Collected data entries
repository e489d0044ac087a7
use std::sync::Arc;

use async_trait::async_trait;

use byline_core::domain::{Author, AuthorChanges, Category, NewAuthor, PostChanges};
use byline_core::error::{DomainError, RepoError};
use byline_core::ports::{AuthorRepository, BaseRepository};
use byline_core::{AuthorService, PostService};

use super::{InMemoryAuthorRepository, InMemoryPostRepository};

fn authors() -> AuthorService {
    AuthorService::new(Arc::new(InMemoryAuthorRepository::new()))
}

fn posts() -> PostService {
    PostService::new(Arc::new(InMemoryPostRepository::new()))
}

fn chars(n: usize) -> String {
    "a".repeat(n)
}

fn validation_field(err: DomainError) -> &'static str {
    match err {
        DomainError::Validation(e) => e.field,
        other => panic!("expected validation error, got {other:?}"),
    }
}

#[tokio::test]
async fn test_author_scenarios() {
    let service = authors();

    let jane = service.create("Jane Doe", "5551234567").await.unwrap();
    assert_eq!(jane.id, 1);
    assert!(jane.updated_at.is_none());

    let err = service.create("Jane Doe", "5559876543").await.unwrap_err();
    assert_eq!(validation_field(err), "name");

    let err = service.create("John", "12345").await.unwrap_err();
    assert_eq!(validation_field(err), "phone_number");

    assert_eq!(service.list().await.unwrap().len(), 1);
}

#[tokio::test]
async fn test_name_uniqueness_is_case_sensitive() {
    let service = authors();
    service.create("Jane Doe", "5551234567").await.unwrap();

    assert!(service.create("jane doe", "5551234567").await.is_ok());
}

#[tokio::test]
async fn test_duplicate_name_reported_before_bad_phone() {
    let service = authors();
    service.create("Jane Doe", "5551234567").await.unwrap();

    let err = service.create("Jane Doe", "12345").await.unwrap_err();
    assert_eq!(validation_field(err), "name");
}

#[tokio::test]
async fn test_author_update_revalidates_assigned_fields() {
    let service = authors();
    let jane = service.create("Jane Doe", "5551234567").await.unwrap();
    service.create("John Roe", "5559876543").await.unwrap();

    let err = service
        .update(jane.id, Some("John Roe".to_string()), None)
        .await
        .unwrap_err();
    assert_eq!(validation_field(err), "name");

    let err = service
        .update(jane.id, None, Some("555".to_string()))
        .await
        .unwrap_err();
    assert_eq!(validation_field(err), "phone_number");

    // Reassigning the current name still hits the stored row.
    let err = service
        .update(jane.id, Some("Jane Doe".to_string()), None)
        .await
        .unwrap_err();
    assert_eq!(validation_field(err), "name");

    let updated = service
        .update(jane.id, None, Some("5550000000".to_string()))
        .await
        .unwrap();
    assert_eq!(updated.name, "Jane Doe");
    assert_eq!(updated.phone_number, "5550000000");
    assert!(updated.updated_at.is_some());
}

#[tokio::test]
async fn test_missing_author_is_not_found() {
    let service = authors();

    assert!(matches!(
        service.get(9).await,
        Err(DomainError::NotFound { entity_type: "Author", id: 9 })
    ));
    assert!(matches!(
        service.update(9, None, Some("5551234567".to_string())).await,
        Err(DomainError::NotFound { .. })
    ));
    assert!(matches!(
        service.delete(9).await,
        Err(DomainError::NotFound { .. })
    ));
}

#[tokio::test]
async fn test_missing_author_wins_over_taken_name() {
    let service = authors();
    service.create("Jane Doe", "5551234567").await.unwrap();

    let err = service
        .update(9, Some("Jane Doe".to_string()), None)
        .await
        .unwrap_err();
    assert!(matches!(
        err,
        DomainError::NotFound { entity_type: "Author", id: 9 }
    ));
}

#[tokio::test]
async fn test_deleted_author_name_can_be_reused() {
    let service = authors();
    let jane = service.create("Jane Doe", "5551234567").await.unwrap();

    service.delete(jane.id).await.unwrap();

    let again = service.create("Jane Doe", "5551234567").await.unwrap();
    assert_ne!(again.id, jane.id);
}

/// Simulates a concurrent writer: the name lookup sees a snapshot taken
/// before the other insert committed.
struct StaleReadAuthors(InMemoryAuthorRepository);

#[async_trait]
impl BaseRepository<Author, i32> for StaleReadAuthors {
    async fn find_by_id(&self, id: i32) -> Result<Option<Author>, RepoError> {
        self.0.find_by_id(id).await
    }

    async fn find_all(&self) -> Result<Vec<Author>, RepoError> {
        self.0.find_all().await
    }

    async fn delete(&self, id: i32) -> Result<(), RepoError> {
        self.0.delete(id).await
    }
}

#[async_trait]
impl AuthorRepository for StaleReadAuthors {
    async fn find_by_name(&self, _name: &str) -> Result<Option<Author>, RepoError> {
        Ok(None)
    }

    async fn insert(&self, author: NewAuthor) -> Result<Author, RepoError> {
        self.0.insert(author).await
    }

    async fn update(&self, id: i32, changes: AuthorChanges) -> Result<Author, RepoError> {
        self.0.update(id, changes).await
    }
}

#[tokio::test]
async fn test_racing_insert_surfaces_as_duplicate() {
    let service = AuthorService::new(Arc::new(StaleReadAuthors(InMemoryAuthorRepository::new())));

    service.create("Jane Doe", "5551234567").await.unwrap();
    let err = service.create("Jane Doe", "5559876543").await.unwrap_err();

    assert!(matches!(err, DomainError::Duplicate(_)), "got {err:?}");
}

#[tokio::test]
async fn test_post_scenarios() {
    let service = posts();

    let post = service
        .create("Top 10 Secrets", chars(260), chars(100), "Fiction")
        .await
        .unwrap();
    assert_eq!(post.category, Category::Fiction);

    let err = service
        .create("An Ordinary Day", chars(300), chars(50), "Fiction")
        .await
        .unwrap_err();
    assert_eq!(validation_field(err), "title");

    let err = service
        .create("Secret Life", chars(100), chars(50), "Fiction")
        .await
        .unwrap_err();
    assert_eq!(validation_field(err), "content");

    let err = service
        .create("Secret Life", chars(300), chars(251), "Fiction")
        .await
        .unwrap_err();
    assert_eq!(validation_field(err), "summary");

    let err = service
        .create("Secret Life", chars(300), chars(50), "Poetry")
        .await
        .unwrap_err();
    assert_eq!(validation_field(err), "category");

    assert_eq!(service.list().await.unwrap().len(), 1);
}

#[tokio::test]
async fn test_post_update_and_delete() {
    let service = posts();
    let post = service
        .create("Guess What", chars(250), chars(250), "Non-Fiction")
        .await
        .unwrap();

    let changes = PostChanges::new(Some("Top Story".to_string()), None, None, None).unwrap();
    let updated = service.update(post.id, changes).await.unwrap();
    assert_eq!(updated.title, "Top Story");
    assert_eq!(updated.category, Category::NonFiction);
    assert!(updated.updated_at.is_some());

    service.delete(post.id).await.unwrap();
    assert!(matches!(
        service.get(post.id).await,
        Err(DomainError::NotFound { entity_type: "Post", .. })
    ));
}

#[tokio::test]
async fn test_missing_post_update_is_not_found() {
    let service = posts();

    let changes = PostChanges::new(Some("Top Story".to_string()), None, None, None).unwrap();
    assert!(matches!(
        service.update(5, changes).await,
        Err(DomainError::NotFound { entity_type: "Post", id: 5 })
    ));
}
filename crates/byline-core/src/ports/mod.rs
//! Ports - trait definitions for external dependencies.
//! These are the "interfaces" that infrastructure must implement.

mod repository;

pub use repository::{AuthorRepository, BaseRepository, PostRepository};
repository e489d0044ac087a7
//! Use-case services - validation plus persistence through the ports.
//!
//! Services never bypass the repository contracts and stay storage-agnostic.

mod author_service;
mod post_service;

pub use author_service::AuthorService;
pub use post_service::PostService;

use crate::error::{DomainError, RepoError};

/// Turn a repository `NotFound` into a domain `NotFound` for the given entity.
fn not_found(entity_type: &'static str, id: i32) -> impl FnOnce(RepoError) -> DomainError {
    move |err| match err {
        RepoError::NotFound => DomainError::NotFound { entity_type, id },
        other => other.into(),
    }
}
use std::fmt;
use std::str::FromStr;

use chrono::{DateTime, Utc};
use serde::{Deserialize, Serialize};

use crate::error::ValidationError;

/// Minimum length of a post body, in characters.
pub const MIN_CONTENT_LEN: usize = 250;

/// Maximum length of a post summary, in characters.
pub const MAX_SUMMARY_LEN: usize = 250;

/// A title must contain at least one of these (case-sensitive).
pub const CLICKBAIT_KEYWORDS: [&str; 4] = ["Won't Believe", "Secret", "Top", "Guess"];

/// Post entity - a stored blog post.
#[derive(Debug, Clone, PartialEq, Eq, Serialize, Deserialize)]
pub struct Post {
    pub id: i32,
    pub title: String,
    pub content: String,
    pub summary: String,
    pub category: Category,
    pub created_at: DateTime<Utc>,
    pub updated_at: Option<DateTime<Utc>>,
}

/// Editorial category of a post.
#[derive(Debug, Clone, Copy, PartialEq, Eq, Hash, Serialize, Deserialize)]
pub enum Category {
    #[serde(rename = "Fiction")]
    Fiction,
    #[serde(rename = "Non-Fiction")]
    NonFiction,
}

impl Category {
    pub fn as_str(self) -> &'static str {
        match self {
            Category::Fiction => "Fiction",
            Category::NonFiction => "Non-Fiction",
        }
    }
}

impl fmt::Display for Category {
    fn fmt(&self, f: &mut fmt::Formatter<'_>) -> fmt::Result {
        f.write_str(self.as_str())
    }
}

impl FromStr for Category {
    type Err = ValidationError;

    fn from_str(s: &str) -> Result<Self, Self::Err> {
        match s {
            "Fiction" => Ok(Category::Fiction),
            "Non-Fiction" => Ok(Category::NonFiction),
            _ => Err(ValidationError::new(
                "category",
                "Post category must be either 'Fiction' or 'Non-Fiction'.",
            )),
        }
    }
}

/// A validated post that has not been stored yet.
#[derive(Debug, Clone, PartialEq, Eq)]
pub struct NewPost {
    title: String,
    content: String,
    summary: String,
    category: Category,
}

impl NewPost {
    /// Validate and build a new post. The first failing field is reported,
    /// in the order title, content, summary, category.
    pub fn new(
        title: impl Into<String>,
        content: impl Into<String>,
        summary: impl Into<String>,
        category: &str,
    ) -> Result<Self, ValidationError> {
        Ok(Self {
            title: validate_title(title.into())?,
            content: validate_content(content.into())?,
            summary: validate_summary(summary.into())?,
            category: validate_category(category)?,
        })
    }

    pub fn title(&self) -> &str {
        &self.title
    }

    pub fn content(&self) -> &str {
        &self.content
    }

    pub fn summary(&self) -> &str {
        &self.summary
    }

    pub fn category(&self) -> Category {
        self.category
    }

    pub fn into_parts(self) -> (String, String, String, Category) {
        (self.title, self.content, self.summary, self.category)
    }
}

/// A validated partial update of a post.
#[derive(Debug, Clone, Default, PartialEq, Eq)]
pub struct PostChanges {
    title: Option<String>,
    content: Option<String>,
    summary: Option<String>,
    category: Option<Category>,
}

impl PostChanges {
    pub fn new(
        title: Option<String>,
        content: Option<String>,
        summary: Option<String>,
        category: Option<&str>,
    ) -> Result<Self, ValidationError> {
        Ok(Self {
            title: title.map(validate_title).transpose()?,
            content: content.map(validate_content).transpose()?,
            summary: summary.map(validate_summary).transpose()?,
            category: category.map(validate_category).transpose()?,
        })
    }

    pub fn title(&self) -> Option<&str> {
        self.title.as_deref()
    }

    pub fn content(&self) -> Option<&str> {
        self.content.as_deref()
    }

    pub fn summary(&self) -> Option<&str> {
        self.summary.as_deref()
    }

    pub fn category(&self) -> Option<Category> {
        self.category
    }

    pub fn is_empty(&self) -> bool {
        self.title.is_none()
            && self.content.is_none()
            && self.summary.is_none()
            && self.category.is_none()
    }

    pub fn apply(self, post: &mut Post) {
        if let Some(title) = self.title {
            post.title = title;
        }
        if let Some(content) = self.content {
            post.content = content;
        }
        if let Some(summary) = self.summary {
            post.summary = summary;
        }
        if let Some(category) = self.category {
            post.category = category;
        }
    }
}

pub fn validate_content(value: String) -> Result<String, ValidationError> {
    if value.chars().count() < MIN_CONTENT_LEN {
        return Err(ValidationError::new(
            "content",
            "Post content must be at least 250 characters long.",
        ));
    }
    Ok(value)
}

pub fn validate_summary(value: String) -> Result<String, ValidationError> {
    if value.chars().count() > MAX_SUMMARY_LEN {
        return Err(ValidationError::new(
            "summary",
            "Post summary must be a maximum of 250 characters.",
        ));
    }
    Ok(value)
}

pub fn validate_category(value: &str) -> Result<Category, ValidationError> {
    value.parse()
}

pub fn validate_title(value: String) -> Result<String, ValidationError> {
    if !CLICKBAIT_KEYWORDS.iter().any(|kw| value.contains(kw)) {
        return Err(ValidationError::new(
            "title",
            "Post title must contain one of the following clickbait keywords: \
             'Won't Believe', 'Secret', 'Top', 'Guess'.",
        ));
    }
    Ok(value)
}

Work to be completed
The expected output is every line of the records in which the string "Serialize" appears.

Result for this exercise
use serde::{Deserialize, Serialize};
#[derive(Debug, Clone, PartialEq, Eq, Serialize, Deserialize)]
#[derive(Debug, Clone, Copy, PartialEq, Eq, Hash, Serialize, Deserialize)]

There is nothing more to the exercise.